L’article 2215 fait partie de l’ensemble de règles de droit fédéral en ce qui concerne les droits et les obligations de la Couronne du chef du Canada conformément à l’article 129 de la Loi constitutionnelle de 1867. Conséquemment, il ne saurait être écarté simplement parce qu’il s’agit d’une disposition législative provinciale. Il n’est cependant ni une loi du Parlement, ni au sens juridictionnel, « une loi du Canada ». L’application de l’article 2215 est expressément écartée par l’article 31 de la Loi sur la Cour de l’Échiquier, et le paragraphe 39(1) de la Loi sur la Cour fédérale maintient cette exception. Le délai de deux ans applicable entre particuliers dans la province de Québec s’applique, et comme il n’a pas été interrompu, l’action contre les appelants est prescrite.

LOIS ET RÈGLEMENTS

Code civil du Bas-Canada, Arts. 2215, 2224, 2261.

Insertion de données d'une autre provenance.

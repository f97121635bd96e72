//! The sampling run.
//!
//! A [`Session`] owns a decode engine handle and drives one run over one
//! input:
//!
//! ```text
//! Initializing ─► Probing ─► Sampling(1) ─► … ─► Sampling(10) ─► Done
//!                    │
//!                    └─► Failed   (mount or probe error, no duration)
//! ```
//!
//! Attempts are strictly sequential. Extraction, decoding and scoring of one
//! attempt finish, and its engine artifact is deleted, before the next
//! timestamp is drawn.
//!
//! An attempt that fails (no artifact, unreadable PNG, ...) is logged,
//! counted as skipped, and uses up its slot in the budget. It never aborts
//! the run and is never retried.

use std::fmt::{Display, Formatter, Result as FmtResult};
use std::path::Path;

use crate::config::RunOptions;
use crate::engine::DecodeEngine;
use crate::error::StillpickError;
use crate::extract::{ExtractedFrame, FrameExtractor};
use crate::filter::FilterGraph;
use crate::probe::{self, ProbeResult};
use crate::progress::ProgressTracker;
use crate::quality::{self, QualityScore};
use crate::sampler::TimestampSampler;

/// Number of attempts in every run.
pub const ATTEMPT_BUDGET: u32 = 10;

/// Engine directory the input is mounted into.
pub const INPUT_DIR: &str = "videos";

/// Where a session is in its lifecycle.
#[derive(Debug, Clone, Copy, PartialEq, Eq)]
pub enum RunState {
    /// Mounting the input.
    Initializing,
    /// Running the probe invocation.
    Probing,
    /// Working on the given 1-based attempt.
    Sampling(u32),
    /// All attempts completed.
    Done,
    /// The run stopped before sampling.
    Failed,
}

/// Running counts for a session.
///
/// `dark` and `blurry` are independent: a frame that is both is counted in
/// each, and in neither `valid` nor `skipped`.
#[derive(Debug, Clone, Copy, PartialEq, Eq, Default)]
pub struct RunTally {
    /// Attempts completed, including skipped ones.
    pub attempts: u32,
    /// Frames that were neither dark nor blurry.
    pub valid: u32,
    /// Frames below the sharpness threshold.
    pub blurry: u32,
    /// Frames below the brightness threshold.
    pub dark: u32,
    /// Attempts that produced no score.
    pub skipped: u32,
}

impl RunTally {
    /// Count one finished attempt.
    pub fn record(&mut self, outcome: &AttemptOutcome) {
        self.attempts += 1;
        match outcome {
            AttemptOutcome::Scored(score) => {
                if score.is_dark {
                    self.dark += 1;
                }
                if score.is_blurry {
                    self.blurry += 1;
                }
                if score.is_valid() {
                    self.valid += 1;
                }
            }
            AttemptOutcome::Skipped { .. } => self.skipped += 1,
        }
    }

    /// Attempts that produced a score.
    pub fn scored(&self) -> u32 {
        self.attempts - self.skipped
    }
}

impl Display for RunTally {
    fn fmt(&self, f: &mut Formatter<'_>) -> FmtResult {
        write!(
            f,
            "Generated {} screenshots: {} clear, {} blurry, {} dark",
            self.attempts, self.valid, self.blurry, self.dark
        )?;
        if self.skipped > 0 {
            write!(f, ", {} skipped", self.skipped)?;
        }
        Ok(())
    }
}

/// What a single attempt produced.
#[derive(Debug, Clone, PartialEq)]
pub enum AttemptOutcome {
    /// The frame was extracted and scored.
    Scored(QualityScore),
    /// The attempt failed and was skipped.
    Skipped {
        /// Why the attempt failed.
        reason: String,
    },
}

/// A frame that scored valid, kept for the caller.
#[derive(Debug, Clone)]
pub struct RetainedFrame {
    /// The extracted PNG.
    pub frame: ExtractedFrame,
    /// Its score.
    pub score: QualityScore,
}

/// The result of a completed run.
#[derive(Debug, Clone)]
pub struct RunReport {
    /// What the probe found.
    pub probe: ProbeResult,
    /// Clip duration used for sampling, in seconds.
    pub duration_seconds: u64,
    /// The filter graph used for every extraction.
    pub filter_graph: FilterGraph,
    /// Final counts.
    pub tally: RunTally,
    /// Valid frames in attempt order.
    pub frames: Vec<RetainedFrame>,
}

/// One sampling run over a decode engine.
///
/// # Example
///
/// ```no_run
/// use stillpick::{FfmpegEngine, Session};
///
/// let mut session = Session::new(FfmpegEngine::new()?);
/// let report = session.run("input.mkv")?;
/// println!("{}", report.tally);
/// for retained in &report.frames {
///     println!("clear frame at {}s", retained.frame.timestamp);
/// }
/// # Ok::<(), stillpick::StillpickError>(())
/// ```
pub struct Session<E: DecodeEngine> {
    engine: E,
    options: RunOptions,
    state: RunState,
}

impl<E: DecodeEngine> Session<E> {
    /// Create a session with default options.
    pub fn new(engine: E) -> Self {
        Self::with_options(engine, RunOptions::default())
    }

    /// Create a session with explicit options.
    pub fn with_options(engine: E, options: RunOptions) -> Self {
        Self {
            engine,
            options,
            state: RunState::Initializing,
        }
    }

    /// Current lifecycle state.
    pub fn state(&self) -> RunState {
        self.state
    }

    /// The engine handle.
    pub fn engine(&self) -> &E {
        &self.engine
    }

    /// Give back the engine handle.
    pub fn into_engine(self) -> E {
        self.engine
    }

    /// Mount `input` and run only the probe.
    ///
    /// Does not require a duration to be found.
    pub fn probe<P: AsRef<Path>>(&mut self, input: P) -> Result<ProbeResult, StillpickError> {
        match self.mount_and_probe(input.as_ref()) {
            Ok((_, probe)) => Ok(probe),
            Err(error) => {
                self.state = RunState::Failed;
                Err(error)
            }
        }
    }

    /// Run the whole pipeline over `input`.
    ///
    /// # Errors
    ///
    /// Only run-aborting errors are returned: a mount or engine start
    /// failure, [`StillpickError::DurationUnknown`], or
    /// [`StillpickError::EmptyClip`]. Attempt failures are reported through
    /// the tally instead.
    pub fn run<P: AsRef<Path>>(&mut self, input: P) -> Result<RunReport, StillpickError> {
        let prepared = self
            .mount_and_probe(input.as_ref())
            .and_then(|(engine_path, probe)| {
                let duration = probe.require_duration()?;
                Ok((engine_path, probe, duration))
            });
        let (engine_path, probe, duration) = match prepared {
            Ok(prepared) => prepared,
            Err(error) => {
                self.state = RunState::Failed;
                return Err(error);
            }
        };

        let filter_graph = FilterGraph::for_probe(&probe);
        log::info!("Filter graph: {filter_graph}");

        let mut sampler = match self.options.seed {
            Some(seed) => TimestampSampler::seeded(duration, seed)?,
            None => TimestampSampler::new(duration)?,
        };
        let mut tracker = ProgressTracker::new(self.options.progress.clone(), ATTEMPT_BUDGET);
        let mut extractor = FrameExtractor::new(&mut self.engine, &engine_path, &filter_graph);
        let mut tally = RunTally::default();
        let mut frames = Vec::new();

        for attempt in 1..=ATTEMPT_BUDGET {
            self.state = RunState::Sampling(attempt);
            let timestamp = sampler.sample();

            let outcome = match run_attempt(&mut extractor, attempt, timestamp) {
                Ok((frame, score)) => {
                    log::info!(
                        "Attempt {attempt} at {timestamp}s: {} (brightness {:.2}, variance {:.2})",
                        score.verdict(),
                        score.mean_intensity,
                        score.blur_variance
                    );
                    if score.is_valid() {
                        frames.push(RetainedFrame { frame, score });
                    }
                    AttemptOutcome::Scored(score)
                }
                Err(error) => {
                    log::warn!("Attempt {attempt} at {timestamp}s skipped: {error}");
                    AttemptOutcome::Skipped {
                        reason: error.to_string(),
                    }
                }
            };

            tally.record(&outcome);
            log::info!("{tally}");
            tracker.advance(timestamp, &outcome, tally);
        }

        self.state = RunState::Done;
        Ok(RunReport {
            probe,
            duration_seconds: duration,
            filter_graph,
            tally,
            frames,
        })
    }

    fn mount_and_probe(&mut self, input: &Path) -> Result<(String, ProbeResult), StillpickError> {
        self.state = RunState::Initializing;
        self.engine.create_dir(INPUT_DIR)?;
        let engine_path = self.engine.mount(INPUT_DIR, input)?;

        self.state = RunState::Probing;
        let probe = probe::probe(&mut self.engine, &engine_path)?;
        Ok((engine_path, probe))
    }
}

/// Extract, decode and score one frame.
///
/// The decoded image is dropped before returning; only the PNG bytes
/// survive, and only so the caller can keep valid frames.
fn run_attempt<E: DecodeEngine + ?Sized>(
    extractor: &mut FrameExtractor<'_, E>,
    attempt: u32,
    timestamp: u64,
) -> Result<(ExtractedFrame, QualityScore), StillpickError> {
    let frame = extractor.extract(attempt, timestamp)?;
    let score = {
        let image = frame.decode()?;
        quality::score(&image)?
    };
    Ok((frame, score))
}

#[cfg(test)]
mod tests {
    use super::*;

    fn scored(mean: f64, variance: f64) -> AttemptOutcome {
        AttemptOutcome::Scored(QualityScore::from_statistics(mean, variance))
    }

    #[test]
    fn tally_counts_dark_and_blurry_independently() {
        let mut tally = RunTally::default();
        tally.record(&scored(10.0, 10.0));
        tally.record(&scored(120.0, 5_000.0));
        tally.record(&scored(10.0, 5_000.0));
        tally.record(&AttemptOutcome::Skipped {
            reason: "no artifact".into(),
        });

        assert_eq!(
            tally,
            RunTally {
                attempts: 4,
                valid: 1,
                blurry: 1,
                dark: 2,
                skipped: 1,
            }
        );
        assert_eq!(tally.scored(), 3);
    }

    #[test]
    fn tally_display_mentions_skips_only_when_present() {
        let mut tally = RunTally::default();
        tally.record(&scored(120.0, 5_000.0));
        assert_eq!(
            tally.to_string(),
            "Generated 1 screenshots: 1 clear, 0 blurry, 0 dark"
        );
        tally.record(&AttemptOutcome::Skipped {
            reason: "x".into(),
        });
        assert!(tally.to_string().ends_with(", 1 skipped"));
    }
}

Loi constitutionnelle de 1867, 30 & 31 Vict., ch. 3 (R.-U.) (mod. par la Loi de 1982 sur le Canada, 1982, ch. 11 (R.-U.), annexe de la Loi constitutionnelle de 1982, no 1) [L.R.C. (1985), appendice II, no 5], art. 129.

Loi sur la Cour de l’Échiquier, S.R.C. 1952, ch. 98, art. 31.

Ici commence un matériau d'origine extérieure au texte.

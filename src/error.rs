//! Error types for the `stillpick` crate.
//!
//! This module defines [`StillpickError`], the unified error type returned by
//! all fallible operations in the crate. Variants carry the engine arguments,
//! artifact names, and upstream messages needed to diagnose a failure.

use std::{io::Error as IoError, path::PathBuf};

use image::ImageError;
use thiserror::Error;

/// The unified error type for all `stillpick` operations.
///
/// Errors fall into two groups. Run-aborting errors ([`DurationUnknown`],
/// [`EmptyClip`], [`EngineSpawn`], [`Mount`]) stop a session before any
/// attempt is made. Everything else can occur inside a single attempt, where
/// the session logs it and moves on to the next timestamp.
///
/// [`DurationUnknown`]: StillpickError::DurationUnknown
/// [`EmptyClip`]: StillpickError::EmptyClip
/// [`EngineSpawn`]: StillpickError::EngineSpawn
/// [`Mount`]: StillpickError::Mount
#[derive(Debug, Error)]
#[non_exhaustive]
pub enum StillpickError {
    /// No `Duration:` line appeared in the probe log.
    #[error("Could not determine video duration from probe output")]
    DurationUnknown,

    /// The clip is too short to sample a single whole-second timestamp.
    #[error("Clip duration of {duration_seconds}s leaves nothing to sample")]
    EmptyClip {
        /// Duration reported by the probe, in whole seconds.
        duration_seconds: u64,
    },

    /// The decode engine binary could not be started.
    #[error("Failed to start decode engine {binary}: {reason}")]
    EngineSpawn {
        /// Path or name of the engine binary.
        binary: PathBuf,
        /// Underlying reason the spawn failed.
        reason: String,
    },

    /// The input file could not be mounted into the engine filesystem.
    #[error("Failed to mount {path} into the engine filesystem: {reason}")]
    Mount {
        /// Host path of the input file.
        path: PathBuf,
        /// Underlying reason the mount failed.
        reason: String,
    },

    /// An extraction finished but left no output artifact behind.
    #[error("Engine produced no artifact {name} (exit code {exit_code:?})")]
    ArtifactMissing {
        /// Name of the expected artifact in the engine filesystem.
        name: String,
        /// Exit code of the extraction invocation, if it exited normally.
        exit_code: Option<i32>,
    },

    /// The image to score has no pixels.
    #[error("Cannot score an empty {width}x{height} image")]
    EmptyImage {
        /// Image width in pixels.
        width: u32,
        /// Image height in pixels.
        height: u32,
    },

    /// An I/O error occurred while talking to the engine filesystem.
    #[error("I/O error: {0}")]
    IoError(#[from] IoError),

    /// An error from the `image` crate while decoding a frame.
    #[error("Image processing error: {0}")]
    ImageError(#[from] ImageError),
}

impl StillpickError {
    /// Returns `true` if this error aborts the whole run rather than a
    /// single attempt.
    pub fn is_fatal(&self) -> bool {
        matches!(
            self,
            StillpickError::DurationUnknown
                | StillpickError::EmptyClip { .. }
                | StillpickError::EngineSpawn { .. }
                | StillpickError::Mount { .. }
        )
    }
}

Loi sur la Cour fédérale, S.R.C. 1970 (2e Supp.), ch. 10, art. 38 (aujourd’hui L.R.C., (1985), ch. F-7, art. 39).

Règles de la Cour fédérale, C.R.C., ch. 663, Règle 419.

JURISPRUDENCE

DÉCISION APPLIQUÉE :

Northern Telecom Canada Ltée. et autre c. Syndicat des travailleurs en communication du Canada et autre, [1983] 1 R.C.S. 733; (1983), 147 D.L.R. (3d) 1; 83 C.L.L.C. 14,048; 48 N.R. 161.

DÉCISIONS EXAMINÉES :

Distillers Co (Bio-Chemicals) Ltd v Thompson (by her next friend Arthur Leslie Thompson), [1971] 1 All E.R. (P.C.); Moran c. Pyle National (Canada) Ltd., [1975] 1 R.C.S. 393; (1973), 43 D.L.R. (3d) 239; [1974] 2 W.W.R. 586; 1 N.R. 122; Page c. Churchill Falls (Labrador) Corp. Ltd., [1972] C.F. 1141; (1972), 29 D.L.R. (3d) 236 (C.A.); Reine (La) c. Ville de Montréal, [1972] C.F. 382 (1re  inst.); Procureur général du Canada v. Dallaire et Dallaire, [1949] B.R. 365 (C.A.).

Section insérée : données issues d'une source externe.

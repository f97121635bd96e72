//! Decode engine abstraction.
//!
//! The pipeline never links against a decoder. It drives an engine that
//! takes an argument vector, writes free-form log lines, and exchanges files
//! through its own scratch filesystem. [`DecodeEngine`] is that contract;
//! [`FfmpegEngine`](crate::FfmpegEngine) is the production implementation.
//!
//! Each [`invoke`](DecodeEngine::invoke) returns the complete log of the
//! invocation together with its exit status, so log parsing stays a pure
//! function over a finite slice of [`LogLine`]s.

use std::path::Path;

use crate::error::StillpickError;
use crate::ffmpeg::FfmpegLogLevel;

/// One line of engine diagnostic output.
#[derive(Debug, Clone, PartialEq, Eq)]
pub struct LogLine {
    /// Severity tag attached by the engine.
    pub level: FfmpegLogLevel,
    /// Line text with the severity tag removed.
    pub text: String,
}

impl LogLine {
    /// Create a log line with an explicit level.
    pub fn new(level: FfmpegLogLevel, text: impl Into<String>) -> Self {
        Self {
            level,
            text: text.into(),
        }
    }

    /// Parse a raw stderr line printed with FFmpeg's `level` log flag.
    ///
    /// FFmpeg places the `[level]` tag after any `[component @ 0x..]`
    /// context groups. The tag is removed and the context kept, so the
    /// stream header line `[info]   Duration: ...` becomes
    /// `  Duration: ...`. Lines without a recognised tag are `Info`.
    pub fn parse(raw: &str) -> Self {
        let mut offset = 0;
        while let Some(group) = raw[offset..].strip_prefix('[') {
            let Some(close) = group.find("] ") else {
                break;
            };
            if let Some(level) = FfmpegLogLevel::from_tag(&group[..close]) {
                let text = format!("{}{}", &raw[..offset], &group[close + 2..]);
                return Self { level, text };
            }
            offset += close + 3;
        }
        Self::new(FfmpegLogLevel::Info, raw)
    }
}

/// The completed result of one engine invocation.
#[derive(Debug, Clone, Default)]
pub struct Invocation {
    /// Process exit code. `None` if the engine was terminated by a signal.
    pub exit_code: Option<i32>,
    /// Every log line emitted during the invocation, in order.
    pub log: Vec<LogLine>,
}

impl Invocation {
    /// Returns `true` if the engine reported success.
    pub fn success(&self) -> bool {
        self.exit_code == Some(0)
    }

    /// Iterate over the text of each log line.
    pub fn lines(&self) -> impl Iterator<Item = &str> {
        self.log.iter().map(|line| line.text.as_str())
    }
}

/// A text-log-driven decode engine with its own scratch filesystem.
///
/// Every method takes `&mut self`: an engine handle serves one call at a
/// time, and holding the borrow is what keeps probe and extraction
/// invocations from overlapping.
///
/// Names passed to the filesystem methods are engine-side paths, relative to
/// the engine's root.
pub trait DecodeEngine {
    /// Run the engine with `arguments` and wait for it to finish.
    ///
    /// A non-zero exit is not an error at this level. Only a failure to run
    /// the engine at all is.
    fn invoke(&mut self, arguments: &[String]) -> Result<Invocation, StillpickError>;

    /// Create a directory in the engine filesystem.
    fn create_dir(&mut self, dir: &str) -> Result<(), StillpickError>;

    /// Make the host file `input` visible inside `dir`.
    ///
    /// Returns the engine-side path of the mounted file.
    fn mount(&mut self, dir: &str, input: &Path) -> Result<String, StillpickError>;

    /// Read a file from the engine filesystem.
    ///
    /// A missing file is reported as an [`std::io::ErrorKind::NotFound`]
    /// I/O error.
    fn read_file(&mut self, name: &str) -> Result<Vec<u8>, StillpickError>;

    /// Delete a file from the engine filesystem.
    fn delete_file(&mut self, name: &str) -> Result<(), StillpickError>;
}

impl<E: DecodeEngine + ?Sized> DecodeEngine for &mut E {
    fn invoke(&mut self, arguments: &[String]) -> Result<Invocation, StillpickError> {
        (**self).invoke(arguments)
    }

    fn create_dir(&mut self, dir: &str) -> Result<(), StillpickError> {
        (**self).create_dir(dir)
    }

    fn mount(&mut self, dir: &str, input: &Path) -> Result<String, StillpickError> {
        (**self).mount(dir, input)
    }

    fn read_file(&mut self, name: &str) -> Result<Vec<u8>, StillpickError> {
        (**self).read_file(name)
    }

    fn delete_file(&mut self, name: &str) -> Result<(), StillpickError> {
        (**self).delete_file(name)
    }
}

/// Render an argument vector the way it would be typed at a shell.
pub(crate) fn command_line(arguments: &[String]) -> String {
    let mut rendered = String::from("ffmpeg");
    for argument in arguments {
        rendered.push(' ');
        rendered.push_str(argument);
    }
    rendered
}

APPEL intenté contre le refus du protonotaire en chef de radier la déclaration dans la mesure où elle visait certains défendeurs au motif que l’action était prescrite. Appel accueilli.

AVOCATS :

Danielle Dion pour la demanderesse.

Mireille Tabib pour les défendeurs.

PROCUREURS :

Le sous-procureur général du Canada pour la demanderesse.

Stikeman, Elliott, Montréal, pour les défendeurs.

Ce qui suit est la version française des motifs de l’ordonnance rendus par

Le juge Noël : Il s’agit d’un appel interjeté contre la décision par laquelle le protonotaire en chef rejetait la requête présentée par D. P. Byrne, Robert Lyon, Dennis McLeod et le Bureau de commerce de Mont- réal (appelés les « appelants ») en vue d’obtenir la radiation de la déclaration dans la mesure où elle les concerne conformément à la Règle 419 [Règles de la Cour fédérale , C.R.C., ch. 663] au motif qu’il y a prescription.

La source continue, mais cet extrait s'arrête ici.